В общих чертах его рассказ совпадал с тем, что поведал Архимеду Шеров, но подробности и акценты, естественно, разнились. Дальше пошли вопросы. Таня давала правильные ответы и ждала. Нужно было убедиться…

– …И писем из других городов не присылал? – Он многозначительно посмотрел на нее.

Этот взгляд сказал все, что ей нужно было знать. Таня схватила со стола сигареты, судорожно затянулась.
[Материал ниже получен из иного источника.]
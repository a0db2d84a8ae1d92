//! HealthGuard: autonomous patient-monitoring decision & alert pipeline.
//!
//! Deterministic clinical rules evaluate every signal first; an external
//! anomaly score can escalate but never override them. Verdicts fan out to
//! delivery channels with exactly-once receipts, every decision lands in a
//! hash-chained audit log, and raw media never outlives its retention
//! deadline. An autonomous cycle re-evaluates every patient on a fixed
//! period so slow trends are caught without fresh input.

pub mod agent;
pub mod audit;
pub mod clients;
pub mod config;
pub mod dispatch;
pub mod error;
pub mod fusion;
pub mod ingest;
pub mod retention;
pub mod rules;
pub mod scheduler;
pub mod store;
pub mod types;
pub mod util;

use std::sync::Arc;

use tokio::sync::watch;

use agent::Agent;
use audit::AuditLog;
use clients::{
    ClinicalReasoner, DeliveryChannel, InferenceGateway, MediaAnalyzer, SpokenAlertChannel,
    TelegramChannel,
};
use config::AppConfig;
use dispatch::{ChannelSet, Dispatcher};
use error::PipelineError;
use retention::RetentionEnforcer;
use scheduler::Scheduler;
use store::StateDb;
use util::system_clock;

/// Wire up the pipeline from config and run until Ctrl-C.
pub async fn run(config: AppConfig) -> Result<(), PipelineError> {
    std::fs::create_dir_all(&config.data_dir)
        .map_err(|e| PipelineError::ExternalFailure(format!("data dir: {e}")))?;

    // Raw media from a previous process must not survive a restart
    ingest::clear_stale_ephemeral(&config.ephemeral_dir());

    let clock = system_clock();
    let store = Arc::new(StateDb::open_at(&config.state_db_path())?);
    let audit = Arc::new(AuditLog::open_at(&config.audit_db_path())?);
    let retention = Arc::new(RetentionEnforcer::new(
        clock.clone(),
        config.raw_media_ttl_secs,
    ));

    let gateway: Option<Arc<InferenceGateway>> = if config.gateway.enabled() {
        Some(Arc::new(
            InferenceGateway::new(config.gateway.clone())
                .map_err(|e| PipelineError::ExternalFailure(e.to_string()))?,
        ))
    } else {
        log::warn!("inference gateway not configured; running rules-only");
        None
    };

    let telegram = TelegramChannel::patient(&config.telegram).map(Arc::new);
    let doctor = TelegramChannel::doctor(&config.telegram).map(Arc::new);
    if telegram.is_none() {
        log::warn!("telegram not configured; alert delivery will record failures");
    }

    let tts: Option<Arc<dyn DeliveryChannel>> = match (&gateway, TelegramChannel::patient(&config.telegram)) {
        (Some(gw), Some(tg)) => Some(Arc::new(SpokenAlertChannel::new(gw.clone(), tg))),
        _ => None,
    };

    let channels = ChannelSet {
        telegram: telegram.map(|c| c as Arc<dyn DeliveryChannel>),
        tts,
        doctor: doctor.map(|c| c as Arc<dyn DeliveryChannel>),
    };

    let dispatcher = Dispatcher::new(
        store.clone(),
        audit.clone(),
        clock.clone(),
        channels,
        config.dedup_cooldown_secs,
    );

    let analyzer = gateway.clone().map(|g| g as Arc<dyn MediaAnalyzer>);
    let reasoner = gateway.map(|g| g as Arc<dyn ClinicalReasoner>);

    let cycle_interval = config.cycle_interval_secs;
    let agent = Arc::new(Agent::new(
        config, store, audit, retention, dispatcher, analyzer, reasoner, clock,
    ));

    let (shutdown_tx, shutdown_rx) = watch::channel(false);
    let scheduler = Scheduler::new(agent.clone(), cycle_interval, shutdown_rx);
    let scheduler_handle = tokio::spawn(scheduler.run());

    log::info!(
        "healthguard running: {} patient(s) monitored, cycle every {}s",
        agent.get_status()?.patients_monitored,
        cycle_interval
    );

    tokio::signal::ctrl_c()
        .await
        .map_err(|e| PipelineError::ExternalFailure(format!("signal handler: {e}")))?;
    log::info!("shutdown requested, finishing in-flight evaluation");

    let _ = shutdown_tx.send(true);
    let _ = scheduler_handle.await;

    Ok(())
}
– Женечка, милый, найди его, умоляю тебя, спаси, помоги… Я все расскажу тебе, все-все… Он и так-то был не в себе после этого кошмара с Нюточкой, с отцом… А тут какая-то сволочь набрехала ему, будто я на съемках с другим… ну это, ты понимаешь…

III

Из мужского туалета аэропорта Минводы, озираясь, вышел высокий молодой человек с черными усами подковой и сумкой через плечо. Одет он был в сверкающие высокие сапоги, короткую кожаную куртку с серым барашковым воротником и папаху в тон воротнику. На носу, закрывая пол-лица, красовались темные очки с наклейкой «New York» на краешке одной линзы. Молодой человек быстро пересек полупустой зал, вышел на подмороженную площадь, осмотрелся, подошел к стоящему невдалеке «газику», остановился и постучал в стекло. Дремавший за баранкой неправдоподобно тощий водитель не торопясь открыл дверцу.

– Мастер, до Пятигорска подбросишь?

Водитель степенно оглядел молодого человека с головы до ног, повел носом, похожим на ятаган, и лаконично произнес:

– Садысь.

Ни пассажир, ни водитель разговорчивостью не отличались, последний к тому же был нетверд в русском, одних вопросов не понимал, на другие отвечал так, что его не понимал пассажир. Проносящиеся за окошком пейзажи быстро утонули в сумерках, фары высвечивали только неровное полотно дороги. Пассажир привалился к дверце и задремал.

Уже на рассвете «газик», проехав вдоль высокой глинобитной стены, остановился у двустворчатых ворот и посигналил. Ворота отворились, впустили машину и закрылись вновь.